Thursday, October 12, 2006

Gender Politics

Lately, bloggers have been "outing" conferences with particularly gross gender imbalances in their programs. For example, fellow Sivacracy blogger Ann Bartow has used the Web to shine light on academic events in which women are extremely underrepresented or not present at all on speakers' lists. Her targets have included male-dominated videogame conferences and intellectual property law conferences.

This week, the makers of the fabulous street art and urban image compendium The Wooster Collective, known for their global reach and cross-generational appeal, have called Tokion Magazine on the carpet for holding a much vaunted "creativity conference" without any female speakers.

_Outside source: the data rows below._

//! Request documents never carry real credentials.

use super::executor;
use api_notebook::endpoint::Endpoint;
use api_notebook::environment::{AuthConfig, AuthKind, Credentials, Environment};
use api_notebook::executor::encode_basic;
use api_notebook::models::HttpMethod;
use api_notebook::runner::HttpRunner;
use api_notebook::secrets::{SecretStore, Visibility, MASKED_ANNOTATION};
use api_notebook::variables::VariableContext;
use serde_json::json;
use tempfile::TempDir;
use wiremock::matchers::{header, method, path};
use wiremock::{Mock, MockServer, ResponseTemplate};

const URI: &str = "file:///work/requests/get-account.http";

#[tokio::test]
async fn test_masked_document_round_trip() {
    let server = MockServer::start().await;
    let token = "ghp_4f9c2b7e1d0a8c6b5e3f";
    Mock::given(method("GET"))
        .and(path("/account"))
        .and(header("Authorization", format!("Bearer {}", token).as_str()))
        .respond_with(ResponseTemplate::new(200).set_body_json(json!({"login": "jo"})))
        .expect(2)
        .mount(&server)
        .await;

    let environment = Environment::new("prod", "Production", server.uri()).with_auth(AuthConfig::new(AuthKind::Bearer));
    let runner = HttpRunner::new(executor(vec![(environment, Some(Credentials::api_key(token)))]));
    let endpoint = Endpoint::new(HttpMethod::GET, "/account").with_summary("Current account");

    let document = runner.create_request_document(&endpoint, "prod", URI).await.unwrap();
    assert!(!document.text.contains(token));
    assert!(document.text.contains(MASKED_ANNOTATION));
    assert_eq!(SecretStore::visibility(&document.text), Some(Visibility::Masked));

    // Saving writes the masked form only.
    let dir = TempDir::new().unwrap();
    let file = dir.path().join("get-account.http");
    std::fs::write(&file, runner.persistable_text(URI, &document.text)).unwrap();

    let (revealed, _) = runner.toggle_visibility(URI, &document.text).unwrap();
    assert!(revealed.contains(token));
    std::fs::write(&file, runner.persistable_text(URI, &revealed)).unwrap();
    assert!(!std::fs::read_to_string(&file).unwrap().contains(token));

    let variables = VariableContext::new();
    let masked = runner.execute_document(URI, &document.text, &variables).await.unwrap();
    let shown = runner.execute_document(URI, &revealed, &variables).await.unwrap();
    assert!(masked.success);
    assert!(shown.success);

    let (masked_again, visibility) = runner.toggle_visibility(URI, &revealed).unwrap();
    assert_eq!(visibility, Visibility::Masked);
    assert_eq!(masked_again, document.text);
}

#[tokio::test]
async fn test_basic_credentials_are_masked() {
    let server = MockServer::start().await;
    let encoded = encode_basic("svc-reporting", "correct horse battery");
    Mock::given(method("GET"))
        .and(path("/reports"))
        .and(header("Authorization", format!("Basic {}", encoded).as_str()))
        .respond_with(ResponseTemplate::new(200).set_body_json(json!([])))
        .expect(1)
        .mount(&server)
        .await;

    let environment = Environment::new("ops", "Ops", server.uri()).with_auth(AuthConfig::new(AuthKind::Basic));
    let runner = HttpRunner::new(executor(vec![(
        environment,
        Some(Credentials::basic("svc-reporting", "correct horse battery")),
    )]));
    let endpoint = Endpoint::new(HttpMethod::GET, "/reports");

    let document = runner.create_request_document(&endpoint, "ops", URI).await.unwrap();
    assert!(!document.text.contains(&encoded));
    assert!(!document.text.contains("correct horse battery"));

    let result = runner
        .execute_document(URI, &document.text, &VariableContext::new())
        .await
        .unwrap();
    assert!(result.success);

    assert!(runner.close_document(URI));
    assert!(runner.toggle_visibility(URI, &document.text).is_err());
}

#[tokio::test]
async fn test_document_without_credentials_has_no_secret_lines() {
    let server = MockServer::start().await;
    let environment = Environment::new("local", "Local", server.uri()).with_auth(AuthConfig::new(AuthKind::Bearer));
    let runner = HttpRunner::new(executor(vec![(environment, None)]));

    let document = runner
        .create_request_document(&Endpoint::new(HttpMethod::GET, "/health"), "local", URI)
        .await
        .unwrap();

    assert_eq!(SecretStore::visibility(&document.text), None);
    assert!(!document.text.contains("Authorization"));
}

Writer and gallery owner Jen Bekman broke the story and began to compile a list of of "Women Speakers to Invite to Your Conference." (I liked seeing Ellen Lupton on the honor roll.) Bekman encourages visitors to her website to nominate people.

You can read the conference organizers' explanations for yourself. Since I've raised this matter of equity, I've heard from female friends who defend the conference organizers. They argue that there may be structural reasons why women who are invited or accepted often choose not to come. Our society still places more domestic obligations and responsibility for child and elder care on women, and thus it may be hard for them to get away, even for a speaking engagement. On the level of class economics, also, women make less money than men. Even if the conference has dollars for honoraria and travel reimbursement, which many impecunious conferences with noble aims don't, there many costs to attending conferences, which many women can't afford.

Personally, I feel much more comfortable with the process of blind peer review, even though my use of buzzwords like "gender" as a category of analysis could still cause some of my research to be excluded. It's like when orchestras began auditioning musicians behind a curtain, so decision-makers could really listen to the technique and interpretation of the music on its merits. This practice has dramatically improved the gender balance of orchestras nationwide, and now I see the analogous practice of blind peer review fostering diversity at conferences.

Update: Apparently Internet whistle-blowing works. The conference speakers list finally has some women, so Wooster is no longer insisting on a boycott.

Many Thanks to Paddy Johnson of Art Fag City for corrections to my history of the debate and to Jen herself for her heads-up about revisions and improvements to the list.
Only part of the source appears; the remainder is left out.